Caro Maestro dalla sua descrizione comprendo come il Culatello si adattasse perfettamente al carattere di Gabriele D’Annunzio, ma come avvenne l’incontro tra i due?

Ricordo benissimo che al Vittoriale, a tavola e parlando di maiali, il Comandante e io arriviamo a discutere se deve essere più sviluppata la parte anteriore della spalla come nel cinghiale o quella posteriore della coscia come negli odierni animali domestici. Io sostengo che dalla coscia non si ottiene solo il Prosciutto ma il prelibato Culatello. Per confermare la mia tesi, tramite le mie conoscenze parmigiane e gli Spigaroli di Polesine, già norcini di Giuseppe Verdi (1813-1901), gli invio due grossi ed eccellenti Culatelli e Lui mi ringrazia qualificandosi “cupidissimo amatore del parmense Culatello”. Di tanto in tanto io gliene procuro altri, perché il Culatello, tra i tutti i salumi e le carni, è quello che più si confà al carattere estetico del Comandante e al suo stile di vita e alimentazione.

Lettera di Gabriele D’Annunzio a Renato Brozzi, 30 giugno 1931

«Carissimo Brozzi, ti farò sorridere. Io sono un cupidissimo amatore del parmense Culatello (con una T o con due?). Esausto dalla malinconia operosa, dianzi sentivo i morsi della fame, e anche mi sentivo la struttura delle costole travagliata come il più fiero dei tuoi pezzi d’argento, e pativo nella bocca dello stomaco il rostro d’una delle tue Aquile vendicatrici. Mentre gridavo non senza ferocia: “Subito, subito, subito tre fette di Culat(t)ello!” La donna appariva co’ tuoi pacchi preziosi. Il più grande aveva la forma conica della compatta cosa di fibra rossa e salata. O Fratelmo, l’allucinazione della fame m’ha strappato un grido di riconoscenza e di felicità: “Brozzi! Un Culatello!
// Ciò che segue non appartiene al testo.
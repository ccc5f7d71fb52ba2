use std::fmt;
use std::sync::Arc;

/// Optional callback shared between clones of its owner.
///
/// `F` is the unsized function type, e.g. `dyn Fn(usize) + Send + Sync`.
pub enum SharedFn<F: ?Sized + Send + Sync + 'static> {
    None,
    Some(Arc<F>),
}

impl<F: ?Sized + Send + Sync + 'static> SharedFn<F> {
    pub fn new(f: Arc<F>) -> Self {
        SharedFn::Some(f)
    }

    pub fn is_some(&self) -> bool {
        matches!(self, SharedFn::Some(_))
    }

    pub fn as_ref(&self) -> Option<&Arc<F>> {
        match self {
            SharedFn::None => None,
            SharedFn::Some(f) => Some(f),
        }
    }
}

impl<F: ?Sized + Send + Sync + 'static> Clone for SharedFn<F> {
    fn clone(&self) -> Self {
        match self {
            SharedFn::None => SharedFn::None,
            SharedFn::Some(f) => SharedFn::Some(Arc::clone(f)),
        }
    }
}

impl<F: ?Sized + Send + Sync + 'static> Default for SharedFn<F> {
    fn default() -> Self {
        SharedFn::None
    }
}

impl<F: ?Sized + Send + Sync + 'static> From<Arc<F>> for SharedFn<F> {
    fn from(f: Arc<F>) -> Self {
        SharedFn::Some(f)
    }
}

impl<F: ?Sized + Send + Sync + 'static> fmt::Debug for SharedFn<F> {
    fn fmt(&self, f: &mut fmt::Formatter<'_>) -> fmt::Result {
        match self {
            SharedFn::None => write!(f, "SharedFn::None"),
            SharedFn::Some(_) => write!(f, "SharedFn::Some(...)"),
        }
    }
}
//! Regions of interest and spectra.
//!
//! A [`RoiSelection`] holds the I0 (reference) and IT (absorbing) pixel sets
//! together with the overlay mask that displays them. Sets come from automatic
//! segmentation, interactive polygon or band selection, or explicit pixel
//! lists. Manual additions only claim unassigned pixels, so the two sets stay
//! disjoint.
//!
//! Spectra average the selected pixels over every frame:
//! `I0(E)`, `IT(E)` and `OD(E) = ln(I0 / IT)`. An empty set averages to zero,
//! and OD is all zero unless both sets are populated.


use serde::{Deserialize, Serialize};

use crate::config::OdRange;
use crate::error::Result;
use crate::image::{
    check_same_dimensions, Image, ImageDimensions, OverlayMask, Pixel, PixelSize, ValidityMask,
};
use crate::segmentation::Segmentation;
use crate::stack::AlignedStack;

#[derive(Debug, Clone, Copy, PartialEq, Eq, Hash, Serialize, Deserialize)]
#[serde(rename_all = "snake_case")]
pub enum RoiClass {
    I0,
    It,
}

impl RoiClass {
    /// Value of this class in the overlay mask.
    pub fn overlay_value(self) -> i8 {
        match self {
            RoiClass::I0 => 1,
            RoiClass::It => -1,
        }
    }
}

/// Mean intensities and optical density per frame (or per energy column).
#[derive(Debug, Clone, PartialEq, Default, Serialize, Deserialize)]
pub struct Spectra {
    pub i0: Vec<f64>,
    pub it: Vec<f64>,
    pub od: Vec<f64>,
}

impl Spectra {
    fn from_sums(i0: Vec<f64>, i0_count: usize, it: Vec<f64>, it_count: usize) -> Self {
        let mean = |sums: Vec<f64>, count: usize| -> Vec<f64> {
            if count == 0 {
                vec![0.0; sums.len()]
            } else {
                sums.into_iter().map(|s| s / count as f64).collect()
            }
        };
        let i0 = mean(i0, i0_count);
        let it = mean(it, it_count);
        let od = if i0_count == 0 || it_count == 0 {
            vec![0.0; i0.len()]
        } else {
            i0.iter().zip(it.iter()).map(|(a, b)| (a / b).ln()).collect()
        };
        Self { i0, it, od }
    }

    pub fn len(&self) -> usize {
        self.od.len()
    }

    pub fn is_empty(&self) -> bool {
        self.od.is_empty()
    }

    pub fn to_json(&self) -> Result<String> {
        Ok(common::serialize(self, common::FileFormat::Json)?)
    }
}

/// Even-odd rule point-in-polygon test.
fn polygon_contains(vertices: &[(f64, f64)], (px, py): (f64, f64)) -> bool {
    let mut inside = false;
    let mut j = vertices.len() - 1;
    for i in 0..vertices.len() {
        let (xi, yi) = vertices[i];
        let (xj, yj) = vertices[j];
        if (yi > py) != (yj > py) && px < (xj - xi) * (py - yi) / (yj - yi) + xi {
            inside = !inside;
        }
        j = i;
    }
    inside
}

#[derive(Debug, Clone, PartialEq)]
pub struct RoiSelection {
    i0: Vec<Pixel>,
    it: Vec<Pixel>,
    /// IT set before OD filtering.
    it_unfiltered: Vec<Pixel>,
    overlay: OverlayMask,
}

impl RoiSelection {
    pub fn new(dimensions: ImageDimensions) -> Self {
        Self {
            i0: Vec::new(),
            it: Vec::new(),
            it_unfiltered: Vec::new(),
            overlay: OverlayMask::new_default(dimensions.width, dimensions.height),
        }
    }

    pub fn from_segmentation(segmentation: Segmentation) -> Self {
        Self {
            i0: segmentation.i0,
            it_unfiltered: segmentation.it.clone(),
            it: segmentation.it,
            overlay: segmentation.overlay,
        }
    }

    pub fn i0(&self) -> &[Pixel] {
        &self.i0
    }

    pub fn it(&self) -> &[Pixel] {
        &self.it
    }

    pub fn overlay(&self) -> &OverlayMask {
        &self.overlay
    }

    pub fn pixels(&self, class: RoiClass) -> &[Pixel] {
        match class {
            RoiClass::I0 => &self.i0,
            RoiClass::It => &self.it,
        }
    }

    /// Claims the unassigned pixels among `pixels` for `class`.
    ///
    /// Returns how many pixels were added.
    pub fn add_pixels(&mut self, class: RoiClass, pixels: impl IntoIterator<Item = Pixel>) -> usize {
        let value = class.overlay_value();
        let (width, height) = self.overlay.dimensions();
        let mut added = Vec::new();
        for p in pixels {
            if p.x < width && p.y < height && self.overlay[(p.x, p.y)] == 0 {
                self.overlay[(p.x, p.y)] = value;
                added.push(p);
            }
        }

        let count = added.len();
        match class {
            RoiClass::I0 => {
                // IT candidates dropped by the OD filter can be claimed here
                let overlay = &self.overlay;
                self.it_unfiltered
                    .retain(|p| overlay[(p.x, p.y)] != RoiClass::I0.overlay_value());
                self.i0.extend(added);
            }
            RoiClass::It => {
                self.it.extend(added);
                self.it_unfiltered = self.it.clone();
            }
        }
        count
    }

    /// Adds unassigned pixels whose physical position lies inside the closed
    /// polygon `vertices_um`. Pixel `(x, y)` sits at `(x * x_um, y * y_um)`.
    pub fn add_polygon(
        &mut self,
        class: RoiClass,
        vertices_um: &[(f64, f64)],
        pixel_size: PixelSize,
    ) -> usize {
        if vertices_um.len() < 3 {
            return 0;
        }
        let inside: Vec<Pixel> = self
            .overlay
            .enumerate()
            .map(|(x, y, _)| Pixel::new(x, y))
            .filter(|p| {
                polygon_contains(
                    vertices_um,
                    (p.x as f64 * pixel_size.x_um, p.y as f64 * pixel_size.y_um),
                )
            })
            .collect();
        self.add_pixels(class, inside)
    }

    /// Line scans: claims every row whose position `y * row_step_um` lies in
    /// `[y_min_um, y_max_um]` and whose first column is unassigned.
    pub fn add_row_band(
        &mut self,
        class: RoiClass,
        y_min_um: f64,
        y_max_um: f64,
        row_step_um: f64,
    ) -> usize {
        let (low, high) = (y_min_um.min(y_max_um), y_min_um.max(y_max_um));
        let (width, height) = self.overlay.dimensions();
        if width == 0 {
            return 0;
        }
        let rows: Vec<usize> = (0..height)
            .filter(|&y| {
                let position = y as f64 * row_step_um;
                self.overlay[(0, y)] == 0 && position >= low && position <= high
            })
            .collect();
        let pixels = rows
            .into_iter()
            .flat_map(|y| (0..width).map(move |x| Pixel::new(x, y)));
        self.add_pixels(class, pixels)
    }

    /// Removes one class from the sets and the overlay.
    pub fn clear(&mut self, class: RoiClass) {
        let value = class.overlay_value();
        for v in self.overlay.iter_mut() {
            if *v == value {
                *v = 0;
            }
        }
        match class {
            RoiClass::I0 => self.i0.clear(),
            RoiClass::It => {
                self.it.clear();
                self.it_unfiltered.clear();
            }
        }
    }

    /// Keeps the IT pixels whose optical density against the current mean I0
    /// lies strictly inside `range`.
    ///
    /// Filtering always starts from the IT set as it was before any filter, so
    /// repeated calls with different ranges do not compound. Without I0 pixels
    /// nothing changes. Returns the IT pixel count after filtering.
    pub fn od_filter(&mut self, display: &Image, range: OdRange) -> Result<usize> {
        check_same_dimensions(0, &self.overlay, display)?;
        if self.i0.is_empty() {
            return Ok(self.it.len());
        }
        let i0_mean = self
            .i0
            .iter()
            .map(|p| display[(p.x, p.y)] as f64)
            .sum::<f64>()
            / self.i0.len() as f64;

        self.it = self
            .it_unfiltered
            .iter()
            .copied()
            .filter(|p| range.contains((i0_mean / display[(p.x, p.y)] as f64).ln()))
            .collect();

        for p in &self.it_unfiltered {
            self.overlay[(p.x, p.y)] = 0;
        }
        for p in &self.it {
            self.overlay[(p.x, p.y)] = RoiClass::It.overlay_value();
        }

        tracing::debug!(
            kept = self.it.len(),
            candidates = self.it_unfiltered.len(),
            min = range.min,
            max = range.max,
            "Filtered IT pixels by optical density"
        );
        Ok(self.it.len())
    }

    /// Spectra over `frames`. With a validity mask, pixels outside it are
    /// left out of both sets.
    pub fn spectra<'a>(
        &self,
        frames: impl IntoIterator<Item = &'a Image>,
        validity: Option<&ValidityMask>,
    ) -> Result<Spectra> {
        if let Some(mask) = validity {
            check_same_dimensions(0, &self.overlay, mask)?;
        }
        let keep = |p: &&Pixel| validity.map_or(true, |mask| mask[(p.x, p.y)]);
        let i0: Vec<Pixel> = self.i0.iter().filter(keep).copied().collect();
        let it: Vec<Pixel> = self.it.iter().filter(keep).copied().collect();

        let sum = |frame: &Image, pixels: &[Pixel]| -> f64 {
            pixels.iter().map(|p| frame[(p.x, p.y)] as f64).sum()
        };
        let mut i0_sums = Vec::new();
        let mut it_sums = Vec::new();
        for (index, frame) in frames.into_iter().enumerate() {
            check_same_dimensions(index, &self.overlay, frame)?;
            i0_sums.push(sum(frame, &i0));
            it_sums.push(sum(frame, &it));
        }

        Ok(Spectra::from_sums(i0_sums, i0.len(), it_sums, it.len()))
    }

    /// Spectra of an acquisition: aligned frames restricted to the stack
    /// validity, or the raw frames as acquired.
    pub fn stack_spectra(&self, stack: &AlignedStack, aligned: bool) -> Result<Spectra> {
        if aligned {
            self.spectra(stack.aligned_images(), Some(stack.validity()))
        } else {
            self.spectra(stack.raw_frames(), None)
        }
    }

    /// Line scans: one spectrum point per energy column, averaging the rows
    /// whose first overlay column is tagged I0 or IT.
    pub fn line_scan_spectra(&self, image: &Image) -> Result<Spectra> {
        check_same_dimensions(0, &self.overlay, image)?;
        let width = image.width();
        let mut i0 = vec![0.0f64; width];
        let mut it = vec![0.0f64; width];
        let (mut n_i0, mut n_it) = (0usize, 0usize);

        for (y, row) in image.rows().enumerate() {
            let target = match self.overlay[(0, y)] {
                1 => {
                    n_i0 += 1;
                    &mut i0
                }
                -1 => {
                    n_it += 1;
                    &mut it
                }
                _ => continue,
            };
            for (acc, &v) in target.iter_mut().zip(row.iter()) {
                *acc += v as f64;
            }
        }

        Ok(Spectra::from_sums(i0, n_i0, it, n_it))
    }
}
//! STXM - drift registration, alignment and segmentation for scanning
//! transmission X-ray microscopy image sequences.
//!
//! The crate covers the processing core of a live acquisition viewer:
//! - Otsu thresholding
//! - Sub-pixel translational registration with physical-scale smoothing
//! - Frame resampling with explicit validity masks
//! - Star-topology stack alignment, batch or frame by frame
//! - I0 / IT segmentation, ROI selection and spectra
//! - Two-energy elemental maps and line-scan regridding
//!
//! # Quick Start
//!
//! ```rust,ignore
//! use stxm::{align_stack, segment, ProgressCallback};
//!
//! let stack = align_stack(&frames, 0.05, &ProgressCallback::none())?;
//! let seg = segment(stack.reference(), &stack.frames()[1].image, stack.validity(), 2)?;
//! println!("{} I0 pixels, {} IT pixels", seg.i0.len(), seg.it.len());
//! ```

mod config;
mod elemental_map;
mod error;
mod filters;
mod image;
mod linescan;
mod pipeline;
mod registration;
mod roi;
mod scan_mode;
mod segmentation;
mod stack;
mod suggestion;
mod threshold;
mod warp;

#[cfg(test)]
pub mod testing;

pub mod prelude;

// ============================================================================
// Core types and errors
// ============================================================================

pub use error::{Error, RegistrationFailure, Result};
pub use image::{
    full_validity, intersect_validity, Image, ImageDimensions, OverlayMask, Pixel, PixelSize,
    Shift, ValidityMask,
};
pub use scan_mode::ScanMode;

// ============================================================================
// Configuration
// ============================================================================

pub use config::{
    InterpolationMethod, LineScanConfig, OdRange, PipelineConfig, RegistrationConfig,
    SegmentationConfig, WarpConfig,
};

// ============================================================================
// Thresholding and filters
// ============================================================================

pub use filters::{gaussian_smooth, sobel_magnitude};
pub use threshold::{otsu_threshold, Otsu, SharedThresholder, Thresholder};

// ============================================================================
// Registration and alignment
// ============================================================================

pub use common::CancelFlag;
pub use registration::{BorderFractions, RegistrationOutcome, Registrator};
pub use stack::{AlignedStack, AlignmentProgress, ProgressCallback, StackAligner};
pub use warp::{AlignedFrame, FrameAligner};

// ============================================================================
// Segmentation, regions and spectra
// ============================================================================

pub use roi::{RoiClass, RoiSelection, Spectra};
pub use segmentation::{erode, Segmentation, Segmenter};
pub use suggestion::{RegionSuggester, UpsamplingPredictor};

// ============================================================================
// Maps and line scans
// ============================================================================

pub use elemental_map::{ElementalMap, MapGenerator};
pub use linescan::{LineScanRegridder, RegriddedScan};
pub use pipeline::{MapPair, Pipeline};

// ============================================================================
// Top-level functions (default configuration)
// ============================================================================

/// Shift that aligns `target` onto `reference`.
pub fn estimate_shift(reference: &Image, target: &Image, pixel_width_um: f64) -> Result<Shift> {
    Registrator::default().estimate_shift(reference, target, pixel_width_um)
}

/// Moves `image` by `shift` with bicubic interpolation.
pub fn apply_shift(image: &Image, shift: Shift) -> AlignedFrame {
    FrameAligner::default().apply(image, shift)
}

/// Aligns every frame onto the first one.
pub fn align_stack(
    frames: &[Image],
    pixel_width_um: f64,
    progress: &ProgressCallback,
) -> Result<AlignedStack> {
    StackAligner::default().align(frames, pixel_width_um, progress, &CancelFlag::new())
}

pub fn segment(
    reference: &Image,
    display: &Image,
    validity: &ValidityMask,
    boundary_width: usize,
) -> Result<Segmentation> {
    Segmenter::default().segment(reference, display, validity, boundary_width)
}

/// Elemental map of `(first, second)`, where `shift` aligns `second` onto `first`.
pub fn generate_map((first, second): (&Image, &Image), shift: Shift) -> Result<ElementalMap> {
    MapGenerator::default().generate(first, second, shift)
}

pub fn regrid_line_scan(image: &Image, energies: &[f64]) -> Result<RegriddedScan> {
    LineScanRegridder::default().regrid(image, energies)
}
E come ci ha pensato?…”. Pongo le mani sul pacco e sento il becco eroico dell’Aquila…Ti confesso che per un così bello e potente saggio di arte vera, ho dimenticato la delizia golosa. La donna di servizio, la Milia, potrà testimoniarti l’esattezza del mio racconto. Interrogala. Fin d’ora ti son grato del profondo pasto che porti al mio spirito (…) Perdona al delirio del Famelico in bellezza».

Lettera di Renato Brozzi a Gabriele d’Annunzio, 3 giugno 1935

«Mio Carissimo Comandante,

penso anche sarà già a conoscenza del contesto dei pacchi. Il più leggero mi è stato consegnato a Roma da Donna Maria prima della partenza; e mi auguro che non abbia trovato cocci. Il più voluminoso cioè il Culatello parmense, mi è stato consegnato per lei dal Comm. Dott. Cesare Corbellini di Pieveottoville di Parma – vicino al Po – che pur sapendo di Latino, si appassiona con tutte le regole a questa produzione straordinaria».